As a listener, two things happen. Oftentimes, I believe that we focus heavily on the first part — the report — and neglect the second part. While there may be something that someone says that is saddening, what is the command. Maybe, check back up on them in a couple of days and see how they’re doing?

All communication has two levels of meaning: report and command. The report or message is the information conveyed by words. Command conveys how the report is to be taken.

Again, what matters most is the way that things are communicated as well as where, when, and why something is said. It’s easy to completely misinterpret a message from someone if they cannot use tonality or physical expressions. The author shares another short story about a couple who looks to communicate with each other while they are apart.

Messages may get sent in a different frame of mind than they are read in Example: Long distance boyfriend texts his girlfriend good morning, she’s at work and doesn’t respond. Later, he messages her again about a specific question. She responds to just the question and nothing else. He says that he is hurt she did not say good morning. What the message didn’t convey was that he misses her.

The following was one of the most important takeaways from the book for me.
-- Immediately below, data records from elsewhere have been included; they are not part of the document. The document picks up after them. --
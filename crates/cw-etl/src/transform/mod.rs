/*
 *
 *
 *
 *
 * MIT License
 * Copyright (c) 2025. Dwight J. Browne
 * dwight[-at-]dwightjbrowne[-dot-]com
 *
 *
 * Permission is hereby granted, free of charge, to any person obtaining a copy
 * of this software and associated documentation files (the "Software"), to deal
 * in the Software without restriction, including without limitation the rights
 * to use, copy, modify, merge, publish, distribute, sublicense, and/or sell
 * copies of the Software, and to permit persons to whom the Software is
 * furnished to do so, subject to the following conditions:
 *
 * The above copyright notice and this permission notice shall be included in all
 * copies or substantial portions of the Software.
 *
 * THE SOFTWARE IS PROVIDED "AS IS", WITHOUT WARRANTY OF ANY KIND, EXPRESS OR
 * IMPLIED, INCLUDING BUT NOT LIMITED TO THE WARRANTIES OF MERCHANTABILITY,
 * FITNESS FOR A PARTICULAR PURPOSE AND NONINFRINGEMENT. IN NO EVENT SHALL THE
 * AUTHORS OR COPYRIGHT HOLDERS BE LIABLE FOR ANY CLAIM, DAMAGES OR OTHER
 * LIABILITY, WHETHER IN AN ACTION OF CONTRACT, TORT OR OTHERWISE, ARISING FROM,
 * OUT OF OR IN CONNECTION WITH THE SOFTWARE OR THE USE OR OTHER DEALINGS IN THE
 * SOFTWARE.
 */

//! Pure transformations between extracted rows and warehouse rows

pub mod change;
pub mod date;
pub mod indicators;
pub mod sentiment;

use cw_database::models::{
  CryptoQuote, MacroAverages, NewCorrelation, NewCryptoDim, NewFactRow, NewSentimentDim,
};

use crate::extract::{CoinSnapshot, FactInput, SentimentRecord};

pub use change::Change;
pub use date::{decompose, TimestampInput};
pub use indicators::{compute_indicators, CloseSeries};
pub use sentiment::{SentimentAnalyzer, SentimentLabel};

/// Score every record independently
pub fn score_sentiment(analyzer: &SentimentAnalyzer, records: &[SentimentRecord]) -> Vec<NewSentimentDim> {
  records.iter().map(|r| analyzer.score(r.ts, &r.content)).collect()
}

pub fn to_correlations(rows: &[MacroAverages]) -> Vec<NewCorrelation> {
  rows
    .iter()
    .map(|r| NewCorrelation {
      ts: r.ts,
      gold_price: r.gold_price,
      interest_rate: r.interest_rate,
      stocks_price: r.stocks_price,
    })
    .collect()
}

/// Attach 24h price and market-cap changes to each quote
pub fn to_crypto_dims(snapshots: &[CoinSnapshot]) -> Vec<NewCryptoDim> {
  snapshots
    .iter()
    .map(|s| {
      let q: &CryptoQuote = &s.quote;
      let price = Change::against(q.close, s.baseline.as_ref().map(|b| b.close));
      let cap = Change::against(q.market_cap, s.baseline.as_ref().map(|b| b.market_cap));
      NewCryptoDim {
        ts: q.created_at,
        coin: q.coin.clone(),
        open: q.open,
        high: q.high,
        low: q.low,
        close: q.close,
        volume: q.volume,
        market_cap: q.market_cap,
        price_change: price.absolute,
        price_change_perc: price.percent,
        market_cap_change: cap.absolute,
        market_cap_change_perc: cap.percent,
      }
    })
    .collect()
}

pub fn to_facts(inputs: &[FactInput]) -> Vec<NewFactRow> {
  inputs
    .iter()
    .map(|f| NewFactRow {
      ts: f.ts,
      coin: f.coin.clone(),
      price: f.price,
      dominance: f.dominance,
      exchange_rate: f.exchange_rate,
      price_change_perc: Change::against(f.price, f.baseline_price).percent,
    })
    .collect()
}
While there are often many things that we can do while listening, the following 2 things are more important than all else. Often, I see people thinking that they are simply too busy. Too busy for what? Too busy to listen to what the speaker is trying to say to you? We saw that portrayed in an earlier part of the book. One brother thought he knew the reason that his brother shared something with him. Really though, he was in a point of distress and was seeking comfort and guidance in his brother.


1. Appreciate the other person’s perspective.

2. Clarify what remains implicit Context — is this a good time? Where you are, time, place, who’s there, what their expectations are. People often have different preferred times to talk.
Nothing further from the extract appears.